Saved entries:
+---+
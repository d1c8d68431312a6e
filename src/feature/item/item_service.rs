//! A service for interacting with to-do items.
//!
//! Translates between the stored [`Item`] and the [`ItemView`] clients see.

use super::item_repository::{Item, ItemId, ItemRepository, NewItem, StoreError};
use crate::infra::pagination::PageWindow;
use serde::{Deserialize, Serialize};
use std::sync::Arc;
use tracing::instrument;
use utoipa::ToSchema;

/// A to-do item as seen by clients.
#[derive(Clone, Debug, Default, PartialEq, Eq, Serialize, Deserialize, ToSchema)]
#[serde(rename_all = "camelCase")]
pub struct ItemView {
    /// The item's id. Ignored when creating an item.
    #[serde(default)]
    pub id: ItemId,
    /// The item's name.
    #[schema(example = "Buy milk")]
    pub name: Option<String>,
    /// Whether the item is done.
    #[serde(default)]
    pub is_complete: bool,
}

impl From<Item> for ItemView {
    fn from(item: Item) -> Self {
        Self {
            id: item.id,
            name: item.name,
            is_complete: item.is_complete,
        }
    }
}

/// One page of items.
#[derive(Clone, Debug, PartialEq, Eq, Serialize, Deserialize, ToSchema)]
#[serde(rename_all = "camelCase")]
pub struct ItemPage {
    /// The number of items in the store.
    pub item_count: usize,
    /// Whether more than a full page of items follows this one.
    pub has_more: bool,
    /// The items on this page.
    pub todo_items: Vec<ItemView>,
}

/// Why an item operation failed.
#[derive(Debug, PartialEq, Eq, thiserror::Error)]
pub enum ItemError {
    /// The id in the path and the id in the body differ.
    #[error("id {path} in path does not match id {body} in body")]
    IdentifierMismatch {
        /// The id from the path.
        path: ItemId,
        /// The id from the body.
        body: ItemId,
    },
    /// No such item.
    #[error("item {0} not found")]
    NotFound(ItemId),
    /// The item changed while being updated. Retry with fresh data.
    #[error("item {0} was modified concurrently")]
    ConcurrencyConflict(ItemId),
    /// The store failed.
    #[error(transparent)]
    Store(#[from] StoreError),
}

/// CRUD operations on to-do items over some [`ItemRepository`].
#[derive(Clone, Debug)]
pub struct ItemService {
    repository: Arc<dyn ItemRepository>,
}

impl ItemService {
    /// Creates a service backed by `repository`.
    pub fn new(repository: Arc<dyn ItemRepository>) -> Self {
        Self { repository }
    }

    /// Lists page `page` of `page_size` items.
    ///
    /// `page_size` must be positive.
    #[instrument(skip(self))]
    pub async fn list_items(&self, page: u32, page_size: u32) -> Result<ItemPage, ItemError> {
        let item_count = self.repository.count().await?;
        let window = PageWindow::new(item_count, page, page_size);
        let todo_items = if window.take > 0 {
            self.repository
                .list_ordered(window.skip, window.take)
                .await?
                .into_iter()
                .map(ItemView::from)
                .collect()
        } else {
            Vec::new()
        };
        tracing::info!("Listed {} of {} items", todo_items.len(), item_count);
        Ok(ItemPage {
            item_count,
            has_more: window.has_more,
            todo_items,
        })
    }

    /// Reads an item.
    #[instrument(skip(self))]
    pub async fn read_item(&self, id: ItemId) -> Result<ItemView, ItemError> {
        self.repository
            .get_by_id(id)
            .await?
            .map(ItemView::from)
            .ok_or(ItemError::NotFound(id))
    }

    /// Creates an item. The id of `view` is ignored.
    #[instrument(skip(self))]
    pub async fn create_item(&self, view: ItemView) -> Result<ItemView, ItemError> {
        let item = self
            .repository
            .insert(NewItem::new(view.name, view.is_complete))
            .await?;
        tracing::info!("Created item {}", item.id);
        Ok(item.into())
    }

    /// Updates the name and completion of item `id`.
    #[instrument(skip(self))]
    pub async fn update_item(&self, id: ItemId, view: ItemView) -> Result<(), ItemError> {
        if view.id != id {
            return Err(ItemError::IdentifierMismatch { path: id, body: view.id });
        }
        let mut item = self
            .repository
            .get_by_id(id)
            .await?
            .ok_or(ItemError::NotFound(id))?;
        item.name = view.name;
        item.is_complete = view.is_complete;

        match self.repository.update(item).await {
            Ok(()) => {
                tracing::info!("Updated item");
                Ok(())
            }
            Err(StoreError::ConcurrencyConflict { .. }) => {
                if self.repository.exists(id).await? {
                    tracing::warn!("Item was modified concurrently");
                    Err(ItemError::ConcurrencyConflict(id))
                } else {
                    tracing::warn!("Item was deleted concurrently");
                    Err(ItemError::NotFound(id))
                }
            }
            Err(e) => Err(e.into()),
        }
    }

    /// Deletes an item.
    #[instrument(skip(self))]
    pub async fn delete_item(&self, id: ItemId) -> Result<(), ItemError> {
        match self.repository.delete(id).await {
            Ok(()) => {
                tracing::info!("Deleted item");
                Ok(())
            }
            Err(StoreError::NotFound { .. }) => Err(ItemError::NotFound(id)),
            Err(e) => Err(e.into()),
        }
    }
}

#[cfg(test)]
mod tests {
    use super::*;
    use crate::feature::item::{in_memory::InMemoryItemRepository, item_repository::MockItemRepository};
    use mockall::predicate::eq;

    fn view(id: ItemId, name: &str, is_complete: bool) -> ItemView {
        ItemView {
            id,
            name: Some(name.to_string()),
            is_complete,
        }
    }

    async fn service_with(count: usize) -> ItemService {
        let service = ItemService::new(Arc::new(InMemoryItemRepository::new()));
        for i in 0..count {
            service
                .create_item(view(0, &format!("Item {i}"), false))
                .await
                .unwrap();
        }
        service
    }

    fn stored(id: ItemId, version: u64) -> Item {
        Item {
            id,
            name: Some("Foo".to_string()),
            is_complete: false,
            secret: "secret of Foo".to_string(),
            version,
        }
    }

    #[tokio::test]
    async fn create_then_read_returns_same_view() {
        let service = service_with(0).await;
        let created = service.create_item(view(42, "Buy milk", false)).await.unwrap();
        assert_eq!(view(1, "Buy milk", false), created);
        assert_eq!(created, service.read_item(created.id).await.unwrap());

        let json = serde_json::to_value(&created).unwrap();
        assert_eq!(
            serde_json::json!({ "id": 1, "name": "Buy milk", "isComplete": false }),
            json
        );
    }

    #[tokio::test]
    async fn pages_of_seven_items() {
        let service = service_with(7).await;

        let page = service.list_items(0, 5).await.unwrap();
        assert_eq!(7, page.item_count);
        assert!(page.has_more);
        assert_eq!(5, page.todo_items.len());
        assert_eq!(1, page.todo_items[0].id);

        let page = service.list_items(1, 5).await.unwrap();
        assert!(!page.has_more);
        let ids: Vec<ItemId> = page.todo_items.iter().map(|item| item.id).collect();
        assert_eq!(vec![6, 7], ids);

        let page = service.list_items(2, 5).await.unwrap();
        assert_eq!(7, page.item_count);
        assert!(!page.has_more);
        assert!(page.todo_items.is_empty());
    }

    #[tokio::test]
    async fn page_past_the_end_does_not_list() {
        let mut repository = MockItemRepository::new();
        repository.expect_count().return_once(|| Ok(3));
        repository.expect_list_ordered().never();
        let service = ItemService::new(Arc::new(repository));

        let page = service.list_items(4, 5).await.unwrap();
        assert_eq!(3, page.item_count);
        assert!(page.todo_items.is_empty());
    }

    #[tokio::test]
    async fn update_changes_name_and_completion() {
        let service = service_with(1).await;
        service.update_item(1, view(1, "Done", true)).await.unwrap();
        assert_eq!(view(1, "Done", true), service.read_item(1).await.unwrap());
    }

    #[tokio::test]
    async fn update_with_mismatched_id_is_rejected() {
        let mut repository = MockItemRepository::new();
        repository.expect_get_by_id().never();
        repository.expect_update().never();
        let service = ItemService::new(Arc::new(repository));

        assert_eq!(
            Err(ItemError::IdentifierMismatch { path: 3, body: 4 }),
            service.update_item(3, view(4, "Foo", true)).await
        );
    }

    #[tokio::test]
    async fn update_of_missing_item_is_not_found() {
        let service = service_with(1).await;
        assert_eq!(
            Err(ItemError::NotFound(999)),
            service.update_item(999, view(999, "Foo", true)).await
        );
    }

    #[tokio::test]
    async fn conflicting_update_of_existing_item_is_a_conflict() {
        let mut repository = MockItemRepository::new();
        repository
            .expect_get_by_id()
            .with(eq(1))
            .return_once(|_| Ok(Some(stored(1, 0))));
        repository
            .expect_update()
            .return_once(|_| Err(StoreError::ConcurrencyConflict { id: 1 }));
        repository
            .expect_exists()
            .with(eq(1))
            .return_once(|_| Ok(true));
        let service = ItemService::new(Arc::new(repository));

        assert_eq!(
            Err(ItemError::ConcurrencyConflict(1)),
            service.update_item(1, view(1, "Bar", true)).await
        );
    }

    #[tokio::test]
    async fn conflicting_update_of_deleted_item_is_not_found() {
        let mut repository = MockItemRepository::new();
        repository
            .expect_get_by_id()
            .return_once(|_| Ok(Some(stored(1, 0))));
        repository
            .expect_update()
            .return_once(|_| Err(StoreError::ConcurrencyConflict { id: 1 }));
        repository.expect_exists().return_once(|_| Ok(false));
        let service = ItemService::new(Arc::new(repository));

        assert_eq!(
            Err(ItemError::NotFound(1)),
            service.update_item(1, view(1, "Bar", true)).await
        );
    }

    #[tokio::test]
    async fn update_leaves_secret_and_id_alone() {
        let mut repository = MockItemRepository::new();
        repository
            .expect_get_by_id()
            .return_once(|_| Ok(Some(stored(1, 3))));
        repository
            .expect_update()
            .withf(|item| {
                item.id == 1
                    && item.version == 3
                    && item.secret == "secret of Foo"
                    && item.name.as_deref() == Some("Bar")
                    && item.is_complete
            })
            .return_once(|_| Ok(()));
        let service = ItemService::new(Arc::new(repository));

        service.update_item(1, view(1, "Bar", true)).await.unwrap();
    }

    #[tokio::test]
    async fn store_failures_are_propagated() {
        let mut repository = MockItemRepository::new();
        repository
            .expect_insert()
            .return_once(|_| Err(StoreError::Unavailable("disk on fire".to_string())));
        let service = ItemService::new(Arc::new(repository));

        assert_eq!(
            Err(ItemError::Store(StoreError::Unavailable(
                "disk on fire".to_string()
            ))),
            service.create_item(view(0, "Foo", false)).await
        );
    }

    #[tokio::test]
    async fn delete_then_read_is_not_found() {
        let service = service_with(2).await;
        service.delete_item(1).await.unwrap();
        assert_eq!(Err(ItemError::NotFound(1)), service.read_item(1).await);
        assert_eq!(Err(ItemError::NotFound(1)), service.delete_item(1).await);
        assert_eq!(1, service.list_items(0, 5).await.unwrap().item_count);
    }

    #[tokio::test]
    async fn concurrent_updates_never_lose_silently() {
        let service = service_with(1).await;
        let updates = (0..8).map(|i| {
            let service = service.clone();
            tokio::spawn(async move {
                service
                    .update_item(1, view(1, &format!("Update {i}"), i % 2 == 0))
                    .await
            })
        });
        let results = futures::future::join_all(updates).await;

        let mut succeeded = 0;
        for result in results {
            match result.unwrap() {
                Ok(()) => succeeded += 1,
                Err(ItemError::ConcurrencyConflict(1)) => {}
                Err(e) => panic!("unexpected error: {e}"),
            }
        }
        assert!(succeeded >= 1);
    }
}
+---+
What you are asked to do
A word-for-word copy of the entries, from the first line through the line containing "#[error(transparent)]", is the whole answer.

Result
repository d1c8d68431312a6e
filename src/feature/item/item_service.rs
//! A service for interacting with to-do items.
//!
//! Translates between the stored [`Item`] and the [`ItemView`] clients see.

use super::item_repository::{Item, ItemId, ItemRepository, NewItem, StoreError};
use crate::infra::pagination::PageWindow;
use serde::{Deserialize, Serialize};
use std::sync::Arc;
use tracing::instrument;
use utoipa::ToSchema;

/// A to-do item as seen by clients.
#[derive(Clone, Debug, Default, PartialEq, Eq, Serialize, Deserialize, ToSchema)]
#[serde(rename_all = "camelCase")]
pub struct ItemView {
    /// The item's id. Ignored when creating an item.
    #[serde(default)]
    pub id: ItemId,
    /// The item's name.
    #[schema(example = "Buy milk")]
    pub name: Option<String>,
    /// Whether the item is done.
    #[serde(default)]
    pub is_complete: bool,
}

impl From<Item> for ItemView {
    fn from(item: Item) -> Self {
        Self {
            id: item.id,
            name: item.name,
            is_complete: item.is_complete,
        }
    }
}

/// One page of items.
#[derive(Clone, Debug, PartialEq, Eq, Serialize, Deserialize, ToSchema)]
#[serde(rename_all = "camelCase")]
pub struct ItemPage {
    /// The number of items in the store.
    pub item_count: usize,
    /// Whether more than a full page of items follows this one.
    pub has_more: bool,
    /// The items on this page.
    pub todo_items: Vec<ItemView>,
}

/// Why an item operation failed.
#[derive(Debug, PartialEq, Eq, thiserror::Error)]
pub enum ItemError {
    /// The id in the path and the id in the body differ.
    #[error("id {path} in path does not match id {body} in body")]
    IdentifierMismatch {
        /// The id from the path.
        path: ItemId,
        /// The id from the body.
        body: ItemId,
    },
    /// No such item.
    #[error("item {0} not found")]
    NotFound(ItemId),
    /// The item changed while being updated. Retry with fresh data.
    #[error("item {0} was modified concurrently")]
    ConcurrencyConflict(ItemId),
    /// The store failed.
    #[error(transparent)]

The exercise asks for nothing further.